An MJA Clinical Focus article provides an overview of the provision of ACS care, addressing the importance of early diagnosis of ischaemia; risk stratification; provision of timely, evidence-based management; and the prevention of recurrent events. (4)

“Despite universal guideline recommendations for ongoing secondary prevention strategies, research indicates suboptimal use of evidence-based medications, poor adherence to lifestyle recommendations, and low levels of participation in traditional cardiac rehabilitation”, the authors wrote.

In other research published in the MJA, four NPS MedicineWise programs were found to improve medicine and health service use for patients with cardiovascular disease. (5)

Dr Grenfell said these results were positive and the paper demonstrated the complexity of achieving clinical change. But such programs needed to be ongoing to sustain change and the SNAPSHOT study needed to repeated regularly to ensure continuous monitoring, he told MJA InSight.

In an MJA pre-election series article, Adjunct Associate Professor Gabriel Shannon of the University of Sydney’s School of Rural Health, said the SNAPSHOT ACS study indicated not only that patients in rural areas were less likely than those in urban areas to undergo echocardiography, coronary angiography and percutaneous coronary intervention, but were also less likely to receive guideline-recommended medications, cardiac rehabilitation and dietary advice. (6)

“This finding is consistent with shortages of allied health workers and specialists in rural and remote settings”, he wrote.
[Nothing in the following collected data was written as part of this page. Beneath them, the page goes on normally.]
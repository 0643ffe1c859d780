use revgen_core::shops::ShopConfig;
use revgen_core::PriorityWeights;
use sqlx::PgPool;

use crate::DbError;

/// Upsert shops from config into the database.
///
/// Returns the number of shops processed (inserted or updated).
/// All upserts run inside a single transaction; if any operation fails
/// the entire batch is rolled back.
///
/// Optional config fields fall back to the same defaults the schema uses,
/// so re-seeding an edited shops.yaml overwrites prior values predictably.
///
/// # Errors
///
/// Returns [`DbError::Sqlx`] if any database operation fails.
pub async fn seed_shops(pool: &PgPool, shops: &[ShopConfig]) -> Result<usize, DbError> {
    let mut tx = pool.begin().await?;
    let mut count = 0usize;

    for shop in shops {
        let slug = shop.slug();
        let platform = shop.platform.to_string();
        let language = shop.language.clone().unwrap_or_else(|| "en".to_string());
        let reviews_per_week = shop.reviews_per_week.unwrap_or(5);
        let weights = shop.priorities.unwrap_or_default();

        sqlx::query(
            "INSERT INTO shops \
                 (name, slug, platform, shop_url, language, reviews_per_week, \
                  priority_bestsellers, priority_no_reviews, priority_stale, \
                  auto_approve, is_active) \
             VALUES ($1, $2, $3, $4, $5, $6, $7, $8, $9, $10, true) \
             ON CONFLICT (slug) DO UPDATE SET \
                 name = EXCLUDED.name, \
                 platform = EXCLUDED.platform, \
                 shop_url = EXCLUDED.shop_url, \
                 language = EXCLUDED.language, \
                 reviews_per_week = EXCLUDED.reviews_per_week, \
                 priority_bestsellers = EXCLUDED.priority_bestsellers, \
                 priority_no_reviews = EXCLUDED.priority_no_reviews, \
                 priority_stale = EXCLUDED.priority_stale, \
                 auto_approve = EXCLUDED.auto_approve, \
                 updated_at = NOW()",
        )
        .bind(&shop.name)
        .bind(&slug)
        .bind(&platform)
        .bind(&shop.shop_url)
        .bind(&language)
        .bind(reviews_per_week)
        .bind(weight_column(weights.bestsellers))
        .bind(weight_column(weights.no_reviews))
        .bind(weight_column(weights.stale))
        .bind(shop.auto_approve)
        .execute(&mut *tx)
        .await?;

        count += 1;
    }

    tx.commit().await?;
    Ok(count)
}

fn weight_column(weight: u8) -> i32 {
    i32::from(weight)
}
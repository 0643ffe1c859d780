//! Slot assignment for approved reviews.
//!
//! Builds the collision set from every pending/approved slot in the current
//! Monday-start week plus seven weeks ahead, then walks the caller's
//! eligible reviews oldest first. Each placement joins the in-memory collision set
//! before the next search, so one batch can never stack two reviews inside
//! the spacing floor.

use chrono::{DateTime, Duration, Utc};
use rand::Rng;
use sqlx::PgPool;

use revgen_core::{collision_window_end, find_slot, week_start};

use crate::error::EngineError;

/// Result of one scheduling pass over a shop.
#[derive(Debug, Default)]
pub struct ScheduleOutcome {
    /// Review ids with their newly assigned slots.
    pub scheduled: Vec<(i64, DateTime<Utc>)>,
    /// Review ids the slot search could not place within its horizon.
    pub unplaced: Vec<i64>,
}

/// Assign posting slots to the given reviews of a shop.
///
/// Only ids that are currently approved and unscheduled for this shop are
/// eligible; anything else in `review_ids` (rejected, already scheduled,
/// another shop's review) is dropped before the slot search. Placement is
/// best-effort per review: an exhausted search horizon leaves that review
/// unscheduled and moves on, so later reviews still get a chance (their
/// jittered candidates differ).
///
/// # Errors
///
/// Returns [`EngineError::Db`] when the shop is unknown or a query fails.
pub async fn schedule_reviews_for_shop<R: Rng>(
    pool: &PgPool,
    shop_id: i64,
    review_ids: &[i64],
    now: DateTime<Utc>,
    rng: &mut R,
) -> Result<ScheduleOutcome, EngineError> {
    let settings = revgen_db::get_shop_settings(pool, shop_id).await?;

    let mut taken = revgen_db::list_scheduled_times(
        pool,
        shop_id,
        week_start(now),
        collision_window_end(now),
    )
    .await?;

    // Oldest first, regardless of the order the caller passed.
    let pending: Vec<i64> = revgen_db::list_approved_unscheduled_ids(pool, shop_id)
        .await?
        .into_iter()
        .filter(|id| review_ids.contains(id))
        .collect();

    let mut outcome = ScheduleOutcome::default();
    // Every search starts half an hour out, never from the previous slot.
    let search_start = now + Duration::minutes(30);

    for review_id in pending {
        match find_slot(&settings.cadence, search_start, &taken, rng) {
            Some(slot) => {
                if let Err(e) = revgen_db::set_review_scheduled_at(pool, review_id, slot).await {
                    tracing::warn!(shop_id, review_id, error = %e, "failed to persist slot");
                    outcome.unplaced.push(review_id);
                    continue;
                }
                taken.push(slot);
                outcome.scheduled.push((review_id, slot));
            }
            None => {
                tracing::warn!(shop_id, review_id, "no free slot within search horizon");
                outcome.unplaced.push(review_id);
            }
        }
    }

    tracing::info!(
        shop_id,
        scheduled = outcome.scheduled.len(),
        unplaced = outcome.unplaced.len(),
        "scheduling pass complete"
    );

    Ok(outcome)
}

/// Reviews generated for this shop in the current Monday-start week.
/// Imported reviews never count toward the cadence.
///
/// # Errors
///
/// Returns [`EngineError::Db`] if the query fails.
pub async fn generated_count_this_week(
    pool: &PgPool,
    shop_id: i64,
    now: DateTime<Utc>,
) -> Result<i64, EngineError> {
    let from = week_start(now);
    let count = revgen_db::count_reviews_created_in_window(
        pool,
        shop_id,
        from,
        from + Duration::days(7),
        Some(revgen_core::ReviewStatus::Imported),
    )
    .await?;
    Ok(count)
}

/// Reviews whose assigned slot falls in the current Monday-start week.
///
/// # Errors
///
/// Returns [`EngineError::Db`] if the query fails.
pub async fn scheduled_count_this_week(
    pool: &PgPool,
    shop_id: i64,
    now: DateTime<Utc>,
) -> Result<i64, EngineError> {
    let from = week_start(now);
    let count =
        revgen_db::count_scheduled_in_window(pool, shop_id, from, from + Duration::days(7)).await?;
    Ok(count)
}
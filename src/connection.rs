//! Connection builder
//!
//! Turns a [`ServerConfig`] into a live [`Connection`]: validates the
//! scheme, normalizes options, resolves the credential and dispatches to
//! the protocol constructor. There is no retry state machine here — a
//! failed [`Connection::open`] is simply called again, and every call is
//! independent of every other.

use std::io::Read;

use log::{debug, warn};
use ssh2::Session;

use crate::auth::resolve_credential;
use crate::config::ServerConfig;
use crate::error::{ConnectError, ConnectResult, ErrorKind};
use crate::fs::sftp::establish_session;
use crate::fs::{FtpFilesystem, RemoteFilesystem, SftpFilesystem};
use crate::options::{ConnectionOptions, Protocol};

/// An established connection to one deployment target.
///
/// Owns the uniform [`RemoteFilesystem`] handle and, for SFTP, the
/// underlying authenticated [`Session`] (the connection provider) for
/// callers that need lower-level access than the filesystem capability
/// offers. Neither is shared with any other `Connection`.
pub struct Connection {
    host: String,
    filesystem: Box<dyn RemoteFilesystem>,
    session: Option<Session>,
}

impl std::fmt::Debug for Connection {
    fn fmt(&self, f: &mut std::fmt::Formatter<'_>) -> std::fmt::Result {
        f.debug_struct("Connection")
            .field("host", &self.host)
            .finish_non_exhaustive()
    }
}

impl Connection {
    /// Connect to the server a configuration describes.
    ///
    /// Configuration and credential errors fail fast — they need a config
    /// change, not a retry. Transport failures are additionally logged at
    /// the boundary so a batch caller looping over servers has a diagnostic
    /// trail even when it chooses to continue.
    pub fn open(config: &ServerConfig) -> ConnectResult<Self> {
        let result = Self::dispatch(config);
        if let Err(err) = &result {
            if err.kind() == ErrorKind::Transport {
                warn!("connection attempt failed: {err}");
            }
        }
        result
    }

    fn dispatch(config: &ServerConfig) -> ConnectResult<Self> {
        let protocol = Protocol::from_config(config)?;
        let options = ConnectionOptions::normalize(config, protocol)?;

        match protocol {
            Protocol::Ftp { tls } => {
                let label = if tls { "ftps" } else { "ftp" };
                debug!("dispatching {label} connection to {}", options.host);
                let filesystem = FtpFilesystem::connect(&options)?;
                Ok(Connection {
                    host: options.host,
                    filesystem: Box::new(filesystem),
                    session: None,
                })
            }
            Protocol::Sftp => {
                debug!("dispatching sftp connection to {}", options.host);
                let credential =
                    resolve_credential(options.private_key.as_deref(), options.password.as_deref())?;
                let session = establish_session(&options, &credential)?;
                let filesystem = SftpFilesystem::new(&session, &options)?;
                Ok(Connection {
                    host: options.host,
                    filesystem: Box::new(filesystem),
                    session: Some(session),
                })
            }
        }
    }

    /// Host this connection was opened against, for diagnostics.
    pub fn host(&self) -> &str {
        &self.host
    }

    /// The uniform filesystem handle the deployment pipeline works with.
    pub fn filesystem(&mut self) -> &mut dyn RemoteFilesystem {
        self.filesystem.as_mut()
    }

    /// The underlying authenticated SSH session (SFTP only).
    ///
    /// The session is not thread-safe for concurrent use; callers sharing
    /// it across threads must synchronize externally.
    pub fn session(&self) -> Option<&Session> {
        self.session.as_ref()
    }

    /// Run a command over the authenticated SSH channel and capture its
    /// output (SFTP only).
    ///
    /// Deployment hooks use this for post-upload steps like cache clearing,
    /// reusing the session instead of opening a second one.
    pub fn exec(&self, command: &str) -> ConnectResult<String> {
        let session = self
            .session
            .as_ref()
            .ok_or(ConnectError::SftpOnly { operation: "exec" })?;

        let transport = |message: String| ConnectError::Transport {
            host: self.host.clone(),
            message,
        };

        let mut channel = session
            .channel_session()
            .map_err(|err| transport(err.to_string()))?;
        channel
            .exec(command)
            .map_err(|err| transport(err.to_string()))?;

        let mut output = String::new();
        channel
            .read_to_string(&mut output)
            .map_err(|err| transport(err.to_string()))?;
        channel.wait_close().ok();

        Ok(output)
    }
}
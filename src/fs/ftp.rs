//! FTP/FTPS filesystem adapter
//!
//! Wraps a suppaftp control connection in the [`RemoteFilesystem`]
//! capability. The FTPS variant upgrades to explicit TLS before login, per
//! suppaftp's recommended sequence, so credentials never cross the wire in
//! the clear.

use std::io::Cursor;
use std::path::{Path, PathBuf};

use log::debug;
use suppaftp::native_tls::TlsConnector;
use suppaftp::types::FileType;
use suppaftp::{FtpError, Mode, NativeTlsConnector, NativeTlsFtpStream as FtpStream};

use crate::error::{ConnectError, ConnectResult};
use crate::fs::{
    join_root, resolve_addr, FilePermissions, FsError, FsResult, RemoteEntry, RemoteFilesystem,
    Visibility,
};
use crate::options::ConnectionOptions;

/// Remote filesystem over an FTP or FTPS session.
pub struct FtpFilesystem {
    stream: FtpStream,
    root: PathBuf,
    permissions: FilePermissions,
}

impl FtpFilesystem {
    /// Establish an FTP session from normalized options.
    ///
    /// Sequence: dial with the configured timeout, optionally upgrade to
    /// TLS, select transfer mode, log in, switch to binary transfers.
    pub fn connect(options: &ConnectionOptions) -> ConnectResult<Self> {
        let password = options
            .password
            .as_deref()
            .ok_or(ConnectError::MissingField { field: "pass" })?;

        let addr = resolve_addr(&options.host, options.port)?;
        debug!(
            "opening {} session to {addr} (passive: {})",
            if options.tls { "ftps" } else { "ftp" },
            options.passive
        );

        let stream = FtpStream::connect_timeout(addr, options.timeout)
            .map_err(|err| transport_error(&options.host, err))?;

        let mut stream = if options.tls {
            let tls = TlsConnector::new().map_err(|err| ConnectError::Transport {
                host: options.host.clone(),
                message: format!("TLS initialization failed: {err}"),
            })?;
            stream
                .into_secure(NativeTlsConnector::from(tls), &options.host)
                .map_err(|err| transport_error(&options.host, err))?
        } else {
            stream
        };

        stream.set_mode(if options.passive {
            Mode::Passive
        } else {
            Mode::Active
        });

        stream
            .login(options.username.as_str(), password)
            .map_err(|err| transport_error(&options.host, err))?;
        stream
            .transfer_type(FileType::Binary)
            .map_err(|err| transport_error(&options.host, err))?;

        Ok(FtpFilesystem {
            stream,
            root: options.root.clone(),
            permissions: FilePermissions::from_options(options),
        })
    }

    fn full(&self, path: &Path) -> String {
        join_root(&self.root, path).to_string_lossy().into_owned()
    }

    fn chmod(&mut self, remote: &str, mode: u32, op: &'static str) -> FsResult<()> {
        self.stream
            .site(format!("CHMOD {:o} {}", mode, remote))
            .map_err(|err| operation_error(op, err))?;
        Ok(())
    }
}

impl RemoteFilesystem for FtpFilesystem {
    fn read(&mut self, path: &Path) -> FsResult<Vec<u8>> {
        let remote = self.full(path);
        let buffer = self
            .stream
            .retr_as_buffer(&remote)
            .map_err(|err| operation_error("read", err))?;
        Ok(buffer.into_inner())
    }

    fn write_with_visibility(
        &mut self,
        path: &Path,
        content: &[u8],
        visibility: Visibility,
    ) -> FsResult<()> {
        if let Some(parent) = path.parent() {
            if !parent.as_os_str().is_empty() {
                self.create_dir_all(parent)?;
            }
        }

        let remote = self.full(path);
        self.stream
            .put_file(&remote, &mut Cursor::new(content))
            .map_err(|err| operation_error("write", err))?;

        if let Some(mode) = self.permissions.file_mode(visibility) {
            self.chmod(&remote, mode, "write")?;
        }
        Ok(())
    }

    fn delete(&mut self, path: &Path) -> FsResult<()> {
        let remote = self.full(path);
        self.stream
            .rm(&remote)
            .map_err(|err| operation_error("delete", err))
    }

    fn list(&mut self, path: &Path) -> FsResult<Vec<RemoteEntry>> {
        let remote = self.full(path);
        let lines = self
            .stream
            .list(Some(&remote))
            .map_err(|err| operation_error("list", err))?;

        // Lines a server emits in a nonstandard format are skipped rather
        // than failing the whole listing.
        Ok(lines
            .iter()
            .filter_map(|line| line.parse::<suppaftp::list::File>().ok())
            .map(|file| RemoteEntry {
                name: file.name().to_string(),
                is_dir: file.is_directory(),
                size: file.size() as u64,
            })
            .collect())
    }

    fn exists(&mut self, path: &Path) -> bool {
        let remote = self.full(path);
        if self.stream.size(&remote).is_ok() {
            return true;
        }
        // SIZE fails for directories; fall back to a name listing.
        self.stream
            .nlst(Some(&remote))
            .map(|entries| !entries.is_empty())
            .unwrap_or(false)
    }

    fn create_dir_all(&mut self, path: &Path) -> FsResult<()> {
        let full = join_root(&self.root, path);
        let mut current = PathBuf::new();

        for component in full.components() {
            current.push(component);
            let remote = current.to_string_lossy().into_owned();
            if remote == "/" || remote.is_empty() {
                continue;
            }
            // MKD on an existing directory answers 550; only chmod the ones
            // we actually created.
            if self.stream.mkdir(&remote).is_ok() {
                if let Some(mode) = self.permissions.directory {
                    self.chmod(&remote, mode, "create_dir_all")?;
                }
            }
        }
        Ok(())
    }

    fn set_permissions(&mut self, path: &Path, mode: u32) -> FsResult<()> {
        let remote = self.full(path);
        self.chmod(&remote, mode, "set_permissions")
    }
}

impl Drop for FtpFilesystem {
    fn drop(&mut self) {
        let _ = self.stream.quit();
    }
}

fn transport_error(host: &str, err: FtpError) -> ConnectError {
    ConnectError::Transport {
        host: host.to_string(),
        message: err.to_string(),
    }
}

fn operation_error(op: &'static str, err: FtpError) -> FsError {
    FsError::Operation {
        op,
        message: err.to_string(),
    }
}

#[cfg(test)]
mod tests {
    use super::*;

    // Session-level behavior needs a live FTP server and is covered by the
    // deployment tool's end-to-end suite; these tests cover the pure parts.

    #[test]
    fn full_path_joins_root() {
        let root = PathBuf::from("/www");
        assert_eq!(
            join_root(&root, Path::new("index.html")),
            PathBuf::from("/www/index.html")
        );
    }

    #[test]
    fn operation_error_carries_op_name() {
        let err = operation_error("write", FtpError::BadResponse);
        assert!(err.to_string().contains("write"));
    }
}
//! Gangway - connection layer for remote file deployment
//!
//! Gangway turns a declarative server description (protocol, host,
//! credentials, permissions) into a ready-to-use remote filesystem handle,
//! so the rest of a deployment pipeline (diffing, uploading, deleting) never
//! needs to know whether the wire speaks FTP, FTPS or SFTP.
//!
//! ```no_run
//! use gangway::{Connection, ServerConfig};
//!
//! let config = ServerConfig {
//!     scheme: Some("sftp".to_string()),
//!     host: Some("deploy.example.com".to_string()),
//!     user: Some("deploy".to_string()),
//!     privkey: Some("~/.ssh/id_deploy".to_string()),
//!     path: Some("/var/www".to_string()),
//!     ..ServerConfig::default()
//! };
//!
//! let mut connection = Connection::open(&config)?;
//! let listing = connection.filesystem().list(std::path::Path::new("."))?;
//! # Ok::<(), Box<dyn std::error::Error>>(())
//! ```

pub mod auth;
pub mod config;
pub mod connection;
pub mod error;
pub mod fs;
pub mod options;

// Re-exports for convenience
pub use auth::{expand_home, resolve_credential, Credential, PrivateKey};
pub use config::{load_servers, load_servers_from_path, ServerConfig};
pub use connection::Connection;
pub use error::{ConnectError, ConnectResult, ErrorKind};
pub use fs::{FilePermissions, FsError, FsResult, RemoteEntry, RemoteFilesystem, Visibility};
pub use options::{ConnectionOptions, Protocol, DEFAULT_TIMEOUT_SECS};
//! Property tests for options normalization and permission coercion.

use proptest::prelude::*;

use gangway::{ConnectionOptions, Protocol, ServerConfig};

fn loose_config() -> impl Strategy<Value = ServerConfig> {
    let field = proptest::option::of("[ -~]{0,24}");
    (
        field.clone(),
        field.clone(),
        field.clone(),
        field,
        proptest::option::of(0u64..=86_400),
    )
        .prop_map(|(permissions, visibility, perm_public, directory_perm, timeout)| {
            ServerConfig {
                scheme: Some("ftp".to_string()),
                host: Some("h".to_string()),
                user: Some("u".to_string()),
                pass: Some("p".to_string()),
                path: Some("/www".to_string()),
                timeout,
                permissions,
                visibility,
                perm_public,
                directory_perm,
                ..ServerConfig::default()
            }
        })
}

proptest! {
    #![proptest_config(ProptestConfig {
        cases: 256,
        .. ProptestConfig::default()
    })]

    /// PROPERTY: Normalization never panics, whatever garbage sits in the
    /// optional permission and timeout fields.
    #[test]
    fn property_normalize_never_panics(config in loose_config()) {
        let _ = ConnectionOptions::normalize(&config, Protocol::Ftp { tls: false });
    }

    /// PROPERTY: The derived timeout is never zero; an absent or zero
    /// configured timeout becomes the 30-second default.
    #[test]
    fn property_timeout_is_never_zero(config in loose_config()) {
        let options = ConnectionOptions::normalize(&config, Protocol::Ftp { tls: false }).unwrap();
        prop_assert!(!options.timeout.is_zero());
        if config.timeout.unwrap_or(0) == 0 {
            prop_assert_eq!(options.timeout.as_secs(), 30);
        }
    }

    /// PROPERTY: A zero-left-padded octal string is coerced to the value of
    /// its digits read base-8.
    #[test]
    fn property_leading_zero_strings_parse_as_octal(bits in 0u32..=0o777) {
        let config = ServerConfig {
            scheme: Some("ftp".to_string()),
            host: Some("h".to_string()),
            user: Some("u".to_string()),
            pass: Some("p".to_string()),
            path: Some("/www".to_string()),
            perm_public: Some(format!("0{bits:o}")),
            ..ServerConfig::default()
        };
        let options = ConnectionOptions::normalize(&config, Protocol::Ftp { tls: false }).unwrap();
        prop_assert_eq!(options.perm_public, Some(bits));
    }

    /// PROPERTY: Normalization is deterministic and leaves the input
    /// unchanged, so two calls on one config always agree.
    #[test]
    fn property_normalize_is_pure(config in loose_config()) {
        let first = ConnectionOptions::normalize(&config, Protocol::Ftp { tls: false }).unwrap();
        let second = ConnectionOptions::normalize(&config, Protocol::Ftp { tls: false }).unwrap();
        prop_assert_eq!(first, second);
    }
}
“As clinicians, we are often aware of best practice guidelines … what we don’t get access to is our own data and our own hospital data”, Professor Shannon told MJA InSight. “Clinicians are sensitive to data, particularly if it’s benchmarked data. If these smaller hospitals … or more remote sites are aware of their own results concerning delivery of dietary advice and prescription of recommended medications, then I think that will help.”

 

1. MJA 2013; 199: 185-191
2. MJA 2013; 199: 147-148
3. Push to fine hospitals. The Age (Melbourne) 2013; 12 Jul
4. MJA 2013; 199: 179-180
5. MJA 2013; 199: 192-195
6. MJA 2013; 199: 155
 

One thought on “Cardiac care variations cost lives

  1. Sue Ieraci says:

    Interventional Cardiology currently seems to have cultural supremacy over medical cardiology, with non-interventional services being seen as somehow inferior. On the other hand, research shows that, other than for ST-elevation MI (STEMI), PCI and stenting has no outcome advantage over medical therapy. We now know that plaque size and even the calibre of coronary vessels on angiograpy are not good predictors of subsequent AMI. We mustn’t use a more invasive approach ”just because we can”, but should rationalise to the most effective and cost-effective therapies. It’s not enough to audit how chest pain is managed at the front end (in EDs) – the entire management pathway needs to be rational and cost-effective.